A boat travels at 3.8 m/s and heads straight across a river 240m wide at an angle of 145'. The river flows at 1.6 m/s.

a. What is the boat's resultant speed with respect to the river bank?

b. How long does ti take the boat to cross the river?

c. How far downstream or upstream is the bot when it reaches the other side?

To solve this problem, we can break it down into different components and apply vector addition.

a. First, let's find the boat's velocity components. The boat is traveling at 3.8 m/s, and we can break it down into two components: one parallel to the river's flow and one perpendicular to it. The component parallel to the river's flow is the same as the boat's velocity, which is 3.8 m/s. The component perpendicular to the river's flow is zero because the boat is traveling straight across the river.

Next, let's find the river's velocity component. The river is flowing at 1.6 m/s, and this velocity is entirely parallel to the river's flow.

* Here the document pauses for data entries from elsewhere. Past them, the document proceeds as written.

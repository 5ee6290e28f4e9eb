//! Human-readable time formatting shared by the report and record encoders.

use bobbin_core::{Event, EventTime};
use chrono::Duration;

/// Rendered in place of a time range when an event has no start.
pub const NO_TIME: &str = "no time specified";

/// Formats a duration as `H:MM`, rounded to the nearest minute.
pub fn format_duration_hm(duration: Duration) -> String {
    let minutes = (duration.num_seconds() as f64 / 60.0).round() as i64;
    format!("{}:{:02}", minutes / 60, (minutes % 60).abs())
}

/// Formats an event's time range for display.
///
/// Same-day ranges show the date once (`2024-03-05 09:00 to 10:30`), ranges
/// spanning days show full timestamps on both ends, all-day events show the
/// date with an `(all day)` suffix, and dateless events a fixed string.
pub fn format_time_range(event: &Event) -> String {
    let Some(ref start) = event.start else {
        return NO_TIME.to_string();
    };

    match start {
        EventTime::AllDay(date) => format!("{} (all day)", date.format("%Y-%m-%d")),
        EventTime::DateTime(start_dt) => {
            let end = event
                .time_end()
                .map(|t| t.to_utc_datetime())
                .unwrap_or(*start_dt);
            let mut out = if start_dt.date_naive() == end.date_naive() {
                format!(
                    "{} to {}",
                    start_dt.format("%Y-%m-%d %H:%M"),
                    end.format("%H:%M")
                )
            } else {
                format!(
                    "{} to {}",
                    start_dt.format("%Y-%m-%d %H:%M"),
                    end.format("%Y-%m-%d %H:%M")
                )
            };
            if let Some(duration) = event.duration {
                out.push_str(&format!(" (duration: {})", format_duration_hm(duration)));
            }
            out
        }
    }
}
// tests/mark_foil_tests.rs

use std::sync::{
    Arc,
    atomic::{AtomicUsize, Ordering},
};

use examdesk::{
    error::AppError,
    models::{exam_code::ExamCodeRecord, mark_foil::MarkEntry},
    services::mark_foil::{
        FOIL_NO_MAX, FOIL_NO_MIN, FoilNumberSource, MarkFoilSession, RandomFoilNumbers,
        mark_entries,
    },
};

/// Counts draws and returns an increasing number on each one.
struct CountingSource {
    draws: Arc<AtomicUsize>,
}

impl FoilNumberSource for CountingSource {
    fn next_foil_number(&mut self) -> u32 {
        let n = self.draws.fetch_add(1, Ordering::SeqCst) as u32;
        FOIL_NO_MIN + n
    }
}

fn record(subject: &str, exam_code: &str) -> ExamCodeRecord {
    ExamCodeRecord {
        roll_number: format!("roll-{}", exam_code),
        subject: subject.to_string(),
        exam_code: exam_code.to_string(),
        id: 0,
    }
}

#[test]
fn foil_number_is_drawn_once_per_session() {
    let draws = Arc::new(AtomicUsize::new(0));
    let mut session = MarkFoilSession::new(Box::new(CountingSource {
        draws: draws.clone(),
    }));
    let records = vec![record("SCIENCE-PHY", "18001"), record("SCIENCE-CHE", "18002")];

    assert_eq!(session.mark_foil_no(), None);

    let first = session.select_subject("SCIENCE-PHY", &records).unwrap();
    let second = session.select_subject("SCIENCE-CHE", &records).unwrap();
    let third = session.select_subject("SCIENCE-PHY", &records).unwrap();

    assert_eq!(first.mark_foil_no, "10000");
    assert_eq!(second.mark_foil_no, first.mark_foil_no);
    assert_eq!(third.mark_foil_no, first.mark_foil_no);
    assert_eq!(draws.load(Ordering::SeqCst), 1);
    assert_eq!(session.mark_foil_no(), Some("10000"));
}

#[test]
fn empty_subject_is_rejected_without_drawing() {
    let draws = Arc::new(AtomicUsize::new(0));
    let mut session = MarkFoilSession::new(Box::new(CountingSource {
        draws: draws.clone(),
    }));

    let err = session.select_subject("", &[]).unwrap_err();

    assert!(matches!(err, AppError::ValidationError(_)));
    assert_eq!(draws.load(Ordering::SeqCst), 0);
    assert_eq!(session.mark_foil_no(), None);
}

#[test]
fn seeded_numbers_are_five_digit_and_reproducible() {
    for seed in 0..50u64 {
        let a = RandomFoilNumbers::seeded(seed).next_foil_number();
        let b = RandomFoilNumbers::seeded(seed).next_foil_number();

        assert_eq!(a, b);
        assert!((FOIL_NO_MIN..=FOIL_NO_MAX).contains(&a), "seed {} gave {}", seed, a);
    }
}

#[test]
fn entries_match_subject_label_exactly() {
    let records = vec![
        record("SCIENCE-MAT", "18001"),
        record("COMMERCE-MAT", "18002"),
        record("SCIENCE-MAT", "18003"),
    ];

    let entries = mark_entries(&records, "SCIENCE-MAT");

    assert_eq!(
        entries,
        vec![MarkEntry::blank("18001"), MarkEntry::blank("18003")]
    );
    // A bare code is not a label, so nothing matches
    assert!(mark_entries(&records, "MAT").is_empty());
}

#[test]
fn single_matching_record_gives_one_blank_entry() {
    let records = vec![record("SCIENCE-PHY", "18001"), record("SCIENCE-CHE", "18002")];

    let mut session = MarkFoilSession::new(Box::new(RandomFoilNumbers::seeded(7)));
    let selection = session.select_subject("SCIENCE-PHY", &records).unwrap();

    assert_eq!(selection.entries.len(), 1);
    assert_eq!(selection.entries[0].exam_code, "18001");
    assert_eq!(selection.entries[0].marks_in_figure, "");
    assert_eq!(selection.entries[0].marks_in_words, "");
}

Now, we can add these vectors using vector addition. Since the boat's motion is perpendicular to the river's flow, we only need to consider the magnitudes of the velocities. The resultant velocity with respect to the river bank is given by the Pythagorean theorem:

resultant velocity^2 = (boat's velocity)^2 + (river's velocity)^2

Plugging in the values:

resultant velocity^2 = (3.8 m/s)^2 + (1.6 m/s)^2
resultant velocity^2 = 14.44 m^2/s^2 + 2.56 m^2/s^2
resultant velocity^2 = 17 m^2/s^2

Taking the square root of both sides, we find:

resultant velocity ≈ √17 ≈ 4.12 m/s

So, the boat's resultant speed with respect to the river bank is approximately 4.12 m/s.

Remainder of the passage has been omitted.